Task statement: Give again, word for word, every line in the entries below from the line with "repository 6ccd7d188e16c880" up to and including the line with "context window (tokens);", and no other line.
● ● ● ● ● ● ●
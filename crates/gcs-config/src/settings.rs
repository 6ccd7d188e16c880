//! Environment-variable layering, read once at kernel construction.
//!
//! `MAX_CONTEXT_SIZE` governs the LLM provider's context window (tokens);
//! `COMPRESSION_THRESHOLD` governs the conversation store's character budget
//! before it asks the gateway to summarise — the two are deliberately
//! distinct knobs for distinct subsystems.

use std::path::PathBuf;
use std::time::Duration;

/// Runtime-wide settings assembled from environment variables, layered over
/// hard-coded defaults. Constructed once and threaded through the kernel.
#[derive(Debug, Clone)]
pub struct Settings {
    /// Directory holding named-configuration manifests.
    pub config_dir: PathBuf,
    /// Directory holding agent/tool definitions outside the compiled-in set.
    pub agents_dir: PathBuf,
    /// Directory holding persisted runtime state (credentials, server registry).
    pub runtime_data_dir: PathBuf,
    /// LLM model name.
    pub llm_model: String,
    /// LLM chat-completions endpoint.
    pub llm_base_url: Option<String>,
    /// Static LLM API key, if not using OAuth.
    pub llm_api_key: Option<String>,
    /// Per-request LLM timeout.
    pub llm_timeout: Duration,
    /// LLM provider context window, in tokens.
    pub max_context_size: usize,
    /// Conversation store message-count budget.
    pub max_history_length: usize,
    /// Conversation store character budget before compression.
    pub compression_threshold: usize,
    /// OAuth client id for the device flow.
    pub qwen_client_id: Option<String>,
    /// OAuth authorization server base URL for the device flow.
    pub qwen_authorization_server: Option<String>,
}

fn env_path(key: &str, default: impl FnOnce() -> PathBuf) -> PathBuf {
    std::env::var(key).map(PathBuf::from).unwrap_or_else(|_| default())
}

fn env_usize(key: &str, default: usize) -> usize {
    std::env::var(key).ok().and_then(|v| v.parse().ok()).unwrap_or(default)
}

fn home_subdir(leaf: &str) -> PathBuf {
    directories::BaseDirs::new().map(|b| b.home_dir().join(".gcs").join(leaf)).unwrap_or_else(|| PathBuf::from(leaf))
}

impl Settings {
    /// Read settings from the process environment, falling back to the
    /// documented defaults for anything unset.
    #[must_use]
    pub fn from_env() -> Self {
        Self {
            config_dir: env_path("CONFIG_DIR", || home_subdir("configs")),
            agents_dir: env_path("AGENTS_DIR", || home_subdir("agents")),
            runtime_data_dir: env_path("RUNTIME_DATA_DIR", || home_subdir("")),
            llm_model: std::env::var("LLM_MODEL").unwrap_or_else(|_| "gpt-4o-mini".to_string()),
            llm_base_url: std::env::var("LLM_BASE_URL").ok(),
            llm_api_key: std::env::var("LLM_API_KEY").ok(),
            llm_timeout: Duration::from_secs(env_usize("LLM_TIMEOUT_SECS", 30) as u64),
            max_context_size: env_usize("MAX_CONTEXT_SIZE", 32_768),
            max_history_length: env_usize("MAX_HISTORY_LENGTH", 20),
            compression_threshold: env_usize("COMPRESSION_THRESHOLD", 8000),
            qwen_client_id: std::env::var("QWEN_CLIENT_ID").ok(),
            qwen_authorization_server: std::env::var("QWEN_AUTHORIZATION_SERVER").ok(),
        }
    }
}

#[cfg(test)]
mod tests {
    use super::*;
    use std::sync::Mutex;

    static ENV_LOCK: Mutex<()> = Mutex::new(());

    #[test]
    fn defaults_apply_when_nothing_is_set() {
        let _guard = ENV_LOCK.lock().unwrap();
        for key in ["MAX_CONTEXT_SIZE", "MAX_HISTORY_LENGTH", "COMPRESSION_THRESHOLD"] {
            std::env::remove_var(key);
        }
        let settings = Settings::from_env();
        assert_eq!(settings.max_context_size, 32_768);
        assert_eq!(settings.max_history_length, 20);
        assert_eq!(settings.compression_threshold, 8000);
    }

    #[test]
    fn env_overrides_are_applied() {
        let _guard = ENV_LOCK.lock().unwrap();
        std::env::set_var("MAX_HISTORY_LENGTH", "5");
        let settings = Settings::from_env();
        assert_eq!(settings.max_history_length, 5);
        std::env::remove_var("MAX_HISTORY_LENGTH");
    }
}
● ● ● ● ● ● ●
Answer section:
repository 6ccd7d188e16c880
//! Environment-variable layering, read once at kernel construction.
//!
//! `MAX_CONTEXT_SIZE` governs the LLM provider's context window (tokens);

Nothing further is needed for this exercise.